Direct Database Access

import mysql.connector
from datetime import datetime, timedelta

conn = mysql.connector.connect(
    host=os.getenv('MYSQL_HOST'),
    user=os.getenv('MYSQL_USER'),
    password=os.getenv('MYSQL_PASSWORD'),
    database=os.getenv('MYSQL_DATABASE')
)

cursor = conn.cursor(dictionary=True)

# Get recent hot searches
cursor.execute("""
    SELECT platform, title, heat_value, url, timestamp
    FROM hot_searches
    WHERE timestamp >= %s
    ORDER BY rank ASC
    LIMIT 50
""", (datetime.now() - timedelta(hours=24),))

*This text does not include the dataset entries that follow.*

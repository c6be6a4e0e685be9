#[cfg(feature = "ssr")]
mod db_impl {
    use leptos::logging;
    use leptos::logging::log;
    use rusqlite::{Connection, Error};
    use serde::{Deserialize, Serialize};
    use std::sync::Arc;
    use tokio::sync::Mutex;


    // Define a struct to represent a database connection
    #[derive(Debug)]
    pub struct Database {
        conn: Arc<Mutex<Connection>>,
    }

    impl Database {
        // Create a new database connection
        pub fn new(db_path: &str) -> Result<Self, Error> {
            let conn = Connection::open(db_path)?;
            logging::log!("Database connection established at: {}", db_path);
            Ok(Database {
                conn: Arc::new(Mutex::new(conn)),
            })
        }

        // Create the database schema
        pub async fn create_schema(&self) -> Result<(), Error> {
            let conn = self.conn.lock().await;

            conn.execute_batch(
                "CREATE TABLE IF NOT EXISTS reviews (
                    id INTEGER PRIMARY KEY,
                    contact_number TEXT NOT NULL,
                    user_name TEXT NOT NULL,
                    product_name TEXT NOT NULL,
                    product_review TEXT NOT NULL,
                    created_at TIMESTAMP DEFAULT CURRENT_TIMESTAMP
                );",
            )
            .map_err(|e| {
                eprintln!("Failed creating reviews table: {}", e);
                e
            })?;
            Ok(())
        }

        // Retrieve the full review collection, newest first
        pub async fn get_reviews(&self) -> Result<Vec<DbReview>, Error> {
            let conn = self.conn.lock().await;
            let mut stmt = conn.prepare(
                "SELECT id, contact_number, user_name, product_name, product_review, created_at
                 FROM reviews
                 ORDER BY created_at DESC",
            )?;
            let rows = stmt.query_map([], |row| {
                Ok(DbReview {
                    id: row.get(0)?,
                    contact_number: row.get(1)?,
                    user_name: row.get(2)?,
                    product_name: row.get(3)?,
                    product_review: row.get(4)?,
                    created_at: row.get(5)?,
                })
            })?;
            let mut reviews = Vec::new();
            for review in rows {
                reviews.push(review?);
            }
            logging::log!("Fetched {} reviews from the database", reviews.len());
            Ok(reviews)
        }

        // Insert a review. Review creation belongs to the external intake
        // workflow; this exists for seeding and the server's own tests.
        pub async fn insert_review(
            &self,
            contact_number: &str,
            user_name: &str,
            product_name: &str,
            product_review: &str,
        ) -> Result<i64, Error> {
            let conn = self.conn.lock().await;
            conn.execute(
                "INSERT INTO reviews (contact_number, user_name, product_name, product_review)
                 VALUES (?1, ?2, ?3, ?4)",
                [contact_number, user_name, product_name, product_review],
            )?;
            let id = conn.last_insert_rowid();
            logging::log!("Review inserted: {}", id);
            Ok(id)
        }
    }

    // Define a struct to represent a review row in the database
    #[derive(Debug, Deserialize, Serialize, Clone)]
    pub struct DbReview {
        pub id: i64,
        pub contact_number: String,
        pub user_name: String,
        pub product_name: String,
        pub product_review: String,
        pub created_at: String,
    }
}

#[cfg(feature = "ssr")]
pub use db_impl::{Database, DbReview};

hot_topics = cursor.fetchall()

for topic in hot_topics:
    print(f"[{topic['platform']}] {topic['title']} - {topic['heat_value']}")

Setting Up Push Notifications

from hotsearch_analysis_agent.push_service import PushService

# Initialize push service
push_service = PushService()

# Create push task
task_config = {
    'name': 'AI Tech Trending Monitor',
    'keywords': ['人工智能', '大模型', 'AI技术'],
    'platforms': ['weibo', 'bilibili', 'zhihu'],
    'schedule': '0 9,18 * * *',  # Twice daily at 9 AM and 6 PM
    'channels': ['email', 'wechat_work', 'telegram'],
    'analysis_depth': 'detailed',  # 'summary' or 'detailed'
    'min_heat_threshold': 100000
}

push_service.create_task(task_config)

# Test push notification
push_service.test_push(
    channel='email',
    subject='Test: AI Trending Report',
    content='This is a test notification.'
)

Crawler Management

from hotsearchcrawler.crawler_manager import CrawlerManager

manager = CrawlerManager()

# Start all crawlers
manager.start_all()

# Start specific platform
manager.start_spider('weibo_spider')

# Stop all crawlers
manager.stop_all()

# Get crawler status
status = manager.get_status()
print(f"Active crawlers: {status['active']}")
print(f"Items scraped: {status['items_count']}")

Common Patterns

Pattern 1: Daily Hot Topic Report

from hotsearch_analysis_agent.report_generator import ReportGenerator
from datetime import datetime

generator = ReportGenerator()

# Generate daily report
report = generator.generate_daily_report(
    date=datetime.now(),
    topics=['科技', '财经', '国际'],
    include_sentiment=True,
    include_clustering=True,
    output_format='markdown'
)

# Save report
with open(f"report_{datetime.now().strftime('%Y%m%d')}.md", 'w', encoding='utf-8') as f:
    f.write(report)

# Auto-push report
generator.push_report(report, channels=['email', 'wechat_work'])

Pattern 2: Real-Time Keyword Monitoring

from hotsearch_analysis_agent.monitor import KeywordMonitor
import time

monitor = KeywordMonitor()

# Define alert keywords
critical_keywords = ['安全事故', '数据泄露', '产品召回']

monitor.add_keywords(critical_keywords)

# Start monitoring
while True:
    alerts = monitor.check_new_mentions()
    
    for alert in alerts:
        print(f"ALERT: {alert['keyword']} mentioned in {alert['platform']}")
        print(f"Title: {alert['title']}")
        print(f"Heat: {alert['heat_value']}")
        print(f"URL: {alert['url']}")
        
        # Immediate push notification
        monitor.push_alert(alert, priority='high')
    
    time.sleep(300)  # Check every 5 minutes

Pattern 3: Multi-Platform Topic Correlation

from hotsearch_analysis_agent.correlator import TopicCorrelator

correlator = TopicCorrelator()

# Find correlated topics across platforms
topic_keyword = "芯片技术"
correlation = correlator.find_cross_platform_correlation(
    keyword=topic_keyword,
    platforms=['weibo', 'zhihu', 'toutiao', 'bilibili'],
    time_window_hours=48
)

print(f"Topic: {topic_keyword}")
print(f"Total mentions: {correlation['total_mentions']}")
print(f"Platform distribution: {correlation['platform_dist']}")
print(f"Peak time: {correlation['peak_timestamp']}")
print(f"Related topics: {', '.join(correlation['related_topics'])}")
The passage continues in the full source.